Studies

Pharmacist and Physician Collaborative Prescribing: For Medication Renewals within a Primary Health Centre

Author: McKinnon A, Jorgenson D

Intervention Type: Revision of Professional Roles, Introduction of Clinical Multidisciplinary Teams

Disease State: Not specific to any chronic disease

Research Objective 

To determine if there is improvement in medication management when pharmacists and family physicians collaborate to prescribe medication renewals requested by fax

Methods 

Design: Non-randomized controlled trial that was 10 weeks in duration 

Study sample: Physicians and pharmacists (community, family health team (FHT)) 

Intervention:

Patients were enrolled in the intervention group if the renewal request from community pharmacist was received when the FHT pharmacist was working. If the pharmacist was not working, the patient was enrolled in the control group.

Group 1Intervention: Family Health Team (FHT) pharmacist received faxed medication renewal request from community pharmacy and reviewed patient's chart to determine if the medication renewal was appropriate without any type of further intervention/change (decision based on desired therapeutic effect and appropriate monitoring).

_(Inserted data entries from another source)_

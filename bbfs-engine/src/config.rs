use serde::{Deserialize, Serialize};

use crate::strategies::{BalancedConfig, Strategy, WeightedProfile};

/// Série maximale tolérée par stratégie pour qu'un backtest soit jugé conforme.
#[derive(Debug, Clone, PartialEq, Serialize, Deserialize)]
pub struct Thresholds {
    pub precision: u32,
    pub balanced: u32,
    pub aggressive: u32,
}

impl Default for Thresholds {
    fn default() -> Self {
        Self {
            precision: 20,
            balanced: 5,
            aggressive: 19,
        }
    }
}

#[derive(Debug, Clone, PartialEq, Serialize, Deserialize)]
pub struct EngineConfig {
    pub precision: WeightedProfile,
    pub balanced: BalancedConfig,
    pub aggressive: WeightedProfile,
    pub thresholds: Thresholds,
}

impl Default for EngineConfig {
    fn default() -> Self {
        Self {
            precision: WeightedProfile::precision(),
            balanced: BalancedConfig::default(),
            aggressive: WeightedProfile::aggressive(),
            thresholds: Thresholds::default(),
        }
    }
}

impl EngineConfig {
    pub fn threshold(&self, strategy: Strategy) -> u32 {
        match strategy {
            Strategy::Precision => self.thresholds.precision,
            Strategy::Balanced => self.thresholds.balanced,
            Strategy::Aggressive => self.thresholds.aggressive,
        }
    }
}

pub fn save_config(config: &EngineConfig, path: &std::path::Path) -> anyhow::Result<()> {
    let json = serde_json::to_string_pretty(config)?;
    std::fs::write(path, json)?;
    Ok(())
}

pub fn load_config(path: &std::path::Path) -> anyhow::Result<EngineConfig> {
    let json = std::fs::read_to_string(path)?;
    let config: EngineConfig = serde_json::from_str(&json)?;
    Ok(config)
}
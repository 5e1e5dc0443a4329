pub mod balanced;
pub mod weighted;

use serde::{Deserialize, Serialize};

use bbfs_db::models::{format_digits, Weekday};
use crate::config::EngineConfig;
use crate::patterns::{Digits, TransitionStats};

pub use balanced::{BalancedConfig, Padding};
pub use weighted::WeightedProfile;

/// Taille d'un BBFS.
pub const BBFS_SIZE: usize = 6;

#[derive(Debug, Clone, Copy, PartialEq, Eq, Hash, PartialOrd, Ord, Serialize, Deserialize, clap::ValueEnum)]
pub enum Strategy {
    #[value(name = "v1")]
    Precision,
    #[value(name = "v2")]
    Balanced,
    #[value(name = "v3")]
    Aggressive,
}

impl Strategy {
    pub const ALL: [Strategy; 3] = [Strategy::Precision, Strategy::Balanced, Strategy::Aggressive];

    pub fn code(&self) -> &'static str {
        match self {
            Strategy::Precision => "V1",
            Strategy::Balanced => "V2",
            Strategy::Aggressive => "V3",
        }
    }

    pub fn description(&self) -> &'static str {
        match self {
            Strategy::Precision => "Précision - transitions gagnantes/perdantes par entrée",
            Strategy::Balanced => "Équilibré - matrice de transition positionnelle",
            Strategy::Aggressive => "Agressif - analyse historique complète",
        }
    }

    pub fn scorer<'a>(&self, config: &'a EngineConfig) -> Scorer<'a> {
        match self {
            Strategy::Precision => Scorer::Weighted(&config.precision),
            Strategy::Balanced => Scorer::Balanced(&config.balanced),
            Strategy::Aggressive => Scorer::Weighted(&config.aggressive),
        }
    }
}

impl std::fmt::Display for Strategy {
    fn fmt(&self, f: &mut std::fmt::Formatter<'_>) -> std::fmt::Result {
        write!(f, "{}", self.code())
    }
}

/// Ensemble de chiffres candidats (BBFS), dans l'ordre produit par la stratégie.
#[derive(Debug, Clone, PartialEq, Eq, Hash, Serialize, Deserialize)]
pub struct CandidateSet(Vec<u8>);

impl CandidateSet {
    pub fn new(digits: Vec<u8>) -> Self {
        Self(digits)
    }

    pub fn digits(&self) -> &[u8] {
        &self.0
    }

    pub fn len(&self) -> usize {
        self.0.len()
    }

    pub fn is_empty(&self) -> bool {
        self.0.is_empty()
    }

    /// Exactement six chiffres distincts entre 0 et 9.
    pub fn is_complete(&self) -> bool {
        if self.0.len() != BBFS_SIZE {
            return false;
        }
        let mut seen = [false; 10];
        for &d in &self.0 {
            if d > 9 || seen[d as usize] {
                return false;
            }
            seen[d as usize] = true;
        }
        true
    }
}

impl std::fmt::Display for CandidateSet {
    fn fmt(&self, f: &mut std::fmt::Formatter<'_>) -> std::fmt::Result {
        write!(f, "{}", format_digits(&self.0))
    }
}

/// Une variante par famille de stratégie ; V1 et V3 partagent le même score pondéré.
#[derive(Debug, Clone, Copy)]
pub enum Scorer<'a> {
    Weighted(&'a WeightedProfile),
    Balanced(&'a BalancedConfig),
}

impl Scorer<'_> {
    pub fn score(&self, input: &Digits, weekday: Weekday, stats: &TransitionStats) -> CandidateSet {
        match self {
            Scorer::Weighted(profile) => weighted::score(profile, input, stats),
            Scorer::Balanced(config) => balanced::score(config, input, weekday, stats),
        }
    }
}

/// Les six meilleurs chiffres ; à score égal, le chiffre le plus grand passe devant.
pub fn top_six(scores: &[f64; 10]) -> CandidateSet {
    let mut ranked: Vec<u8> = (0..10u8).collect();
    ranked.sort_by(|&a, &b| {
        scores[b as usize]
            .partial_cmp(&scores[a as usize])
            .unwrap_or(std::cmp::Ordering::Equal)
            .then(b.cmp(&a))
    });
    ranked.truncate(BBFS_SIZE);
    CandidateSet::new(ranked)
}

#[cfg(test)]
mod tests {
    use super::*;

    #[test]
    fn test_top_six_ties_descending() {
        let scores = [0.0; 10];
        assert_eq!(top_six(&scores).digits(), &[9, 8, 7, 6, 5, 4]);
    }

    #[test]
    fn test_top_six_by_score() {
        let scores = [10.0, 1.0, 9.0, 2.0, 8.0, 3.0, 7.0, 4.0, 6.0, 5.0];
        assert_eq!(top_six(&scores).digits(), &[0, 2, 4, 6, 8, 9]);
    }

    #[test]
    fn test_candidate_set_completeness() {
        assert!(CandidateSet::new(vec![0, 1, 2, 3, 4, 5]).is_complete());
        assert!(!CandidateSet::new(vec![0, 1, 2, 3, 4]).is_complete());
        assert!(!CandidateSet::new(vec![0, 1, 2, 3, 4, 4]).is_complete());
        assert!(!CandidateSet::new(vec![0, 1, 2, 3, 4, 10]).is_complete());
    }

    #[test]
    fn test_candidate_set_display() {
        assert_eq!(CandidateSet::new(vec![0, 1, 5, 6, 8, 9]).to_string(), "015689");
    }

    #[test]
    fn test_strategy_codes() {
        let codes: Vec<&str> = Strategy::ALL.iter().map(|s| s.code()).collect();
        assert_eq!(codes, vec!["V1", "V2", "V3"]);
    }
}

Assessment was made with the family physician to either prescribe or not prescribe medication with or without any additional intervention.

Group 2Control: No intervention control group; renewal request directed to physician as per usual care 

Medication Prescribing and Use Outcome(s)

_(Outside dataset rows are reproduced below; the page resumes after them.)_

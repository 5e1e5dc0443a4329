use comfy_table::{presets::UTF8_FULL, Cell, Color, ContentArrangement, Table};

use crate::import::ImportResult;
use bbfs_db::models::{parse_result, DrawRecord};

pub fn display_records(records: &[DrawRecord]) {
    if records.is_empty() {
        println!("Aucun tirage à afficher.");
        return;
    }

    let mut table = Table::new();
    table
        .load_preset(UTF8_FULL)
        .set_content_arrangement(ContentArrangement::Dynamic)
        .set_header(vec!["Date", "Jour", "Résultat"]);

    for record in records {
        let result = if parse_result(&record.result).is_some() {
            Cell::new(&record.result)
        } else {
            Cell::new(&record.result).fg(Color::Red)
        };
        table.add_row(vec![
            Cell::new(record.date.format("%d/%m/%Y")),
            Cell::new(record.weekday),
            result,
        ]);
    }

    println!("{table}");
}

pub fn display_import_summary(result: &ImportResult) {
    println!("Import terminé :");
    println!("  Total lignes lues : {}", result.total_records);
    println!("  Insérés           : {}", result.inserted);
    println!("  Doublons ignorés  : {}", result.skipped);
    if result.malformed > 0 {
        println!("  Résultats invalides : {}", result.malformed);
    }
    if result.errors > 0 {
        println!("  Erreurs           : {}", result.errors);
    }
}
use chrono::NaiveDate;
use serde::{Deserialize, Serialize};

use bbfs_db::models::{format_digits, DrawRecord, Weekday};
use crate::patterns::Digits;
use crate::rules::is_win_digits;
use crate::strategies::{CandidateSet, Strategy, BBFS_SIZE};

#[derive(Debug, Clone, Serialize, Deserialize)]
pub struct BacktestStep {
    /// Date du tirage d'entrée.
    pub date: NaiveDate,
    pub weekday: Weekday,
    pub input: String,
    pub actual: String,
    pub candidates: CandidateSet,
    pub is_win: bool,
    /// Série de pertes en cours après cette étape.
    pub consecutive_losses: u32,
}

#[derive(Debug, Clone, Default, Serialize, Deserialize)]
pub struct DataCompleteness {
    pub valid_pairs: usize,
    pub total_records: usize,
    pub quality: f64,
}

#[derive(Debug, Clone, Serialize, Deserialize)]
pub struct BacktestResult {
    pub strategy: Strategy,
    pub total_tests: u32,
    pub wins: u32,
    pub losses: u32,
    pub win_rate: f64,
    pub max_consecutive_loss: u32,
    pub loss_streaks: Vec<u32>,
    pub steps: Vec<BacktestStep>,
    pub threshold: u32,
    pub meets_criteria: bool,
    pub completeness: DataCompleteness,
}

impl BacktestResult {
    pub fn streaks_consistent(&self) -> bool {
        self.loss_streaks.iter().sum::<u32>() == self.losses
    }
}

/// Rejoue chaque paire consécutive de l'historique ; toujours un passage complet.
/// Entraînement et évaluation portent sur le même historique.
pub fn run_backtest<F>(
    records: &[DrawRecord],
    strategy: Strategy,
    threshold: u32,
    mut score: F,
) -> BacktestResult
where
    F: FnMut(&Digits, Weekday) -> CandidateSet,
{
    let mut steps = Vec::with_capacity(records.len().saturating_sub(1));
    let mut loss_streaks = Vec::new();
    let mut consecutive = 0u32;
    let mut max_consecutive = 0u32;
    let mut wins = 0u32;
    let mut total_tests = 0u32;
    let mut valid_pairs = 0usize;

    for pair in records.windows(2) {
        let (current, next) = (&pair[0], &pair[1]);
        let (Some(input), Some(actual)) = (current.digits(), next.digits()) else {
            continue;
        };
        valid_pairs += 1;

        let candidates = score(&input, current.weekday);
        if candidates.len() != BBFS_SIZE {
            continue;
        }

        let is_win = is_win_digits(candidates.digits(), &actual);
        total_tests += 1;

        if is_win {
            wins += 1;
            if consecutive > 0 {
                loss_streaks.push(consecutive);
                consecutive = 0;
            }
        } else {
            consecutive += 1;
            max_consecutive = max_consecutive.max(consecutive);
        }

        steps.push(BacktestStep {
            date: current.date,
            weekday: current.weekday,
            input: format_digits(&input),
            actual: format_digits(&actual),
            candidates,
            is_win,
            consecutive_losses: consecutive,
        });
    }

    // Série encore active en fin d'historique
    if consecutive > 0 {
        loss_streaks.push(consecutive);
    }

    let losses = total_tests - wins;
    let win_rate = if total_tests > 0 {
        wins as f64 / total_tests as f64 * 100.0
    } else {
        0.0
    };
    let quality = if records.is_empty() {
        0.0
    } else {
        valid_pairs as f64 / records.len() as f64 * 100.0
    };

    log::info!(
        "Backtest {} : {} tests, {:.2}% de gains, série max {}, {} séries",
        strategy,
        total_tests,
        win_rate,
        max_consecutive,
        loss_streaks.len()
    );

    BacktestResult {
        strategy,
        total_tests,
        wins,
        losses,
        win_rate,
        max_consecutive_loss: max_consecutive,
        loss_streaks,
        steps,
        threshold,
        meets_criteria: max_consecutive <= threshold,
        completeness: DataCompleteness {
            valid_pairs,
            total_records: records.len(),
            quality,
        },
    }
}
use anyhow::{bail, Context, Result};
use chrono::NaiveDate;
use std::path::Path;

use bbfs_db::db::insert_record;
use bbfs_db::models::{parse_result, DrawRecord, Weekday};
use bbfs_db::rusqlite::Connection;

const DATE_FORMATS: [&str; 3] = ["%d-%m-%Y", "%d/%m/%Y", "%Y-%m-%d"];

pub fn parse_date(raw: &str) -> Result<NaiveDate> {
    let raw = raw.trim();
    for format in DATE_FORMATS {
        if let Ok(date) = NaiveDate::parse_from_str(raw, format) {
            return Ok(date);
        }
    }
    bail!("Format de date invalide: '{}'", raw)
}

/// Colonnes attendues : `date;jour;résultat` ou `date;résultat`.
/// Un jour vide ou inconnu est déduit de la date.
fn parse_record(record: &csv::StringRecord) -> Result<DrawRecord> {
    let get = |idx: usize| -> Result<String> {
        record
            .get(idx)
            .map(|s| s.trim().to_string())
            .with_context(|| format!("Champ manquant à l'index {}", idx))
    };

    let date = parse_date(&get(0)?)?;
    let (day, result) = match record.len() {
        0..=1 => bail!("Ligne incomplète ({} champ)", record.len()),
        2 => (String::new(), get(1)?),
        _ => (get(1)?, get(2)?),
    };

    Ok(DrawRecord::new(date, Weekday::standardize(&day, date), result))
}

#[derive(Debug, Default)]
pub struct ImportResult {
    pub total_records: u32,
    pub inserted: u32,
    pub skipped: u32,
    /// Insérés, mais résultat différent de 4 chiffres : ignorés par le moteur.
    pub malformed: u32,
    pub errors: u32,
}

pub fn import_csv(conn: &Connection, path: &Path, delimiter: u8) -> Result<ImportResult> {
    let mut reader = csv::ReaderBuilder::new()
        .delimiter(delimiter)
        .flexible(true)
        .from_path(path)
        .with_context(|| format!("Impossible d'ouvrir {:?}", path))?;

    let tx = conn.unchecked_transaction()
        .context("Impossible de démarrer la transaction")?;

    let mut result = ImportResult::default();

    for record_result in reader.records() {
        result.total_records += 1;
        let line = result.total_records;

        let record = match record_result {
            Ok(record) => record,
            Err(e) => {
                log::warn!("Erreur lecture ligne {}: {}", line, e);
                result.errors += 1;
                continue;
            }
        };

        let draw = match parse_record(&record) {
            Ok(draw) => draw,
            Err(e) => {
                log::warn!("Erreur parsing ligne {}: {}", line, e);
                result.errors += 1;
                continue;
            }
        };

        if parse_result(&draw.result).is_none() {
            log::warn!("Ligne {} : résultat '{}' invalide, conservé tel quel", line, draw.result);
            result.malformed += 1;
        }

        match insert_record(&tx, &draw) {
            Ok(true) => result.inserted += 1,
            Ok(false) => result.skipped += 1,
            Err(e) => {
                log::warn!("Erreur insertion ligne {}: {}", line, e);
                result.errors += 1;
            }
        }
    }

    tx.commit().context("Échec du commit")?;
    log::info!(
        "Import {:?} : {} insérés, {} doublons, {} erreurs",
        path,
        result.inserted,
        result.skipped,
        result.errors
    );
    Ok(result)
}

  • Number of medication renewal requests authorized with no recommendations or interventions
  • Medication-related problems identified and resulting medication changes made 

Other Outcome(s)

  • Monitoring tests ordered
  • New appointments scheduled 

Key Results  

  • Significantly more patients in the control group had renewals authorized without intervention (75.5% vs. 52.9%, p=0.001), suggesting that the intervention group had more activity generated as a result of the renewal requests
  • Intervention group had significantly more medication-related problem identified (26 vs. 10, p=0.031)
  • Intervention patients were recalled for physician appointments more often (31 vs. 21, p=0.049)
  • No significant difference in number of monitoring tests ordered 

Key Implementation Issues 

  • Erratic nature in which the requests were received made this intervention a considerable workflow disruption for the FHT pharmacist
  • May be more efficient for pharmacist to independently authorize prescriptions in scenarios where the patient had recently visited the physician or were scheduled to do so in the future and only consult physician in cases that require intervention

Citation(s)

Pharmacist and Physician Collaborative Prescribing: For Medication Renewals within a Primary Health Centre. McKinnon A, Jorgenson D. (2009). Canadian Family Physician, 55, e86-91.